[发明专利]基于铂纳米粒子催化电化学循环信号放大技术测定DNA的电化学传感器和测定DNA的方法

摘要

本发明涉及基于铂纳米粒子催化电化学循环信号放大技术测定DNA的电化学传感器的制备方法及其应用，将发卡DNA1自组装在铂纳米粒子修饰金电极表面，当有目标物DNA2存在时，由于目标物DNA2与组装在金电极表面表面上的发卡DNA1部分互补配对，打开DNA1的发卡结构；然后另外一条发卡DNA3链通过竞争配对杂交取代目标链DNA2，目标链DNA2被释放下来，释放的目标链则继续打开新的发卡结构，如此的循环作用实现了目标链DNA2的循环使用，结合制备的纳米粒子电化学探针实现信号的放大，再利用制备好的电化学传感器催化PAP与PQI之间的循环，实现了电化学信号的进一步放大，利用环伏安法或DPV测定电流信号强度，根据测得电流信号强度，实现对目标链DNA2测定。
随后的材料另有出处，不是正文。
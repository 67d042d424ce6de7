//! Roundtrip serialisation tests for `photogrid-core` types.
//!
//! Each `#[case]` is isolated — no shared state.

use chrono::Utc;
use photogrid_core::types::{Gallery, GalleryName, Manifest, SyncStatus};
use rstest::rstest;
use std::path::PathBuf;

// ---------------------------------------------------------------------------
// Helpers
// ---------------------------------------------------------------------------

fn minimal_gallery() -> Gallery {
    let now = Utc::now();
    Gallery {
        name: GalleryName::from("wall"),
        manifest_url: "https://example.net/gallery.json".to_string(),
        site_dir: PathBuf::from("/srv/wall"),
        refresh_interval_secs: 600,
        prefetch_count: 8,
        created_at: now,
        updated_at: now,
    }
}

fn tuned_gallery() -> Gallery {
    let now = Utc::now();
    Gallery {
        name: GalleryName::from("lobby-screen"),
        manifest_url: "https://cdn.example.net/feeds/lobby.json?v=2".to_string(),
        site_dir: PathBuf::from("/var/www/lobby"),
        refresh_interval_secs: 45,
        prefetch_count: 0,
        created_at: now,
        updated_at: now,
    }
}

fn unicode_gallery() -> Gallery {
    let now = Utc::now();
    Gallery {
        name: GalleryName::from("ギャラリー-галерея"),
        manifest_url: "https://example.net/写真/gallery.json".to_string(),
        site_dir: PathBuf::from("/srv/写真"),
        refresh_interval_secs: 600,
        prefetch_count: 8,
        created_at: now,
        updated_at: now,
    }
}

// ---------------------------------------------------------------------------
// Parameterised gallery roundtrip
// ---------------------------------------------------------------------------

#[rstest]
#[case("minimal", minimal_gallery())]
#[case("tuned", tuned_gallery())]
#[case("unicode", unicode_gallery())]
fn gallery_roundtrip(#[case] label: &str, #[case] gallery: Gallery) {
    let yaml = serde_yaml::to_string(&gallery)
        .unwrap_or_else(|e| panic!("[{label}] serialize failed: {e}"));
    let back: Gallery = serde_yaml::from_str(&yaml)
        .unwrap_or_else(|e| panic!("[{label}] deserialize failed: {e}"));
    assert_eq!(gallery.name, back.name, "[{label}] name");
    assert_eq!(gallery.manifest_url, back.manifest_url, "[{label}] url");
    assert_eq!(gallery.site_dir, back.site_dir, "[{label}] site_dir");
    assert_eq!(
        gallery.refresh_interval_secs, back.refresh_interval_secs,
        "[{label}] interval"
    );
    assert_eq!(gallery.prefetch_count, back.prefetch_count, "[{label}] prefetch");
}

// ---------------------------------------------------------------------------
// Manifest shape tolerance
// ---------------------------------------------------------------------------

#[rstest]
#[case("full", r#"{"photos":["a.jpg","b.jpg"],"updatedAt":1700000000}"#, vec!["a.jpg","b.jpg"], Some(1700000000))]
#[case("no_timestamp", r#"{"photos":["x.png"]}"#, vec!["x.png"], None)]
#[case("missing_photos", r#"{"updatedAt":5}"#, vec![], Some(5))]
#[case("photos_not_array", r#"{"photos":{"nested":true}}"#, vec![], None)]
#[case("empty_object", r#"{}"#, vec![], None)]
#[case("extra_fields", r#"{"photos":["p.webp"],"count":1,"hashes":{"p.webp":"ff"}}"#, vec!["p.webp"], None)]
fn manifest_shape_cases(
    #[case] label: &str,
    #[case] body: &str,
    #[case] photos: Vec<&str>,
    #[case] updated_at: Option<i64>,
) {
    let manifest = Manifest::parse(body).unwrap_or_else(|e| panic!("[{label}] parse failed: {e}"));
    let expected: Vec<String> = photos.into_iter().map(str::to_owned).collect();
    assert_eq!(manifest.photos, expected, "[{label}] photos");
    assert_eq!(manifest.updated_at, updated_at, "[{label}] updatedAt");
}

// ---------------------------------------------------------------------------
// SyncStatus JSON roundtrip (state-store representation)
// ---------------------------------------------------------------------------

#[rstest]
#[case(SyncStatus::Loading)]
#[case(SyncStatus::Loaded { count: 12, updated_at: Some(1700000000) })]
#[case(SyncStatus::Loaded { count: 1, updated_at: None })]
#[case(SyncStatus::Empty)]
#[case(SyncStatus::Error { message: "failed to fetch manifest (HTTP 503)".into() })]
fn sync_status_roundtrip(#[case] status: SyncStatus) {
    let json = serde_json::to_string(&status).expect("serialize");
    let back: SyncStatus = serde_json::from_str(&json).expect("deserialize");
    assert_eq!(status, back);
    assert!(json.contains(status.key()), "tagged key must appear in JSON: {json}");
}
本发明的传感器具有高的检测灵敏度。

主权项

基于铂纳米粒子催化电化学循环信号放大技术测定DNA的电化学传感器的制备方法，其特征包括以下步骤： (1)制备铂纳米粒子修饰金电极：取金电极经0.2μm，0.03μm和0.05μm的α‑A1₂O₃抛光粉抛光后，用二次蒸馏水冲洗干净，然后在超声波水浴中超声5min，用高纯氮气吹干；取5～20μL制备的PtNPs滴涂在金电极表面，置于避光处自然晾干，用二次水冲洗电极，得铂纳米粒子修饰的金电极(PtNPs/GE)； (2)DNA的预处理:进行发卡DNA的预处理，取一定量的0.1～10μM的巯基DNA1(或DNA3)于2mL离心管中，置于95℃恒温水浴槽中加热5min，取出后立即置于冰水中冷却1min即得到发卡DNA1； (3)制备电化学传感器：取5～30μL经过预处理的发卡DNA1滴涂在PtNPs/GE表面，4℃下使其自组装反应24h；接着取10μL100μM的巯基已醇封闭，得电化学传感器； 其中：所述的铂纳米粒子制备包括以下步骤：把合成要用到的玻璃仪器如容量瓶、棕色广口瓶、圆底烧瓶等用王水(HCl：HNO₃＝1:3)浸泡洗净，用二次水冲洗烘干后备用；在100mL圆底烧瓶中加入50mL，0.1～50mM的HPtCl₆，并在搅拌下加热至沸腾，然后快速加入5mL的38.8mM的柠檬酸钠(Na₃C₆H₅O₇)，此时溶液由黄色变为棕色；再加热10min，搅拌30min，冷却至室温，即得铂纳米粒子(PtNPs)，转移至棕色瓶中，并放于4℃温度下储存备用。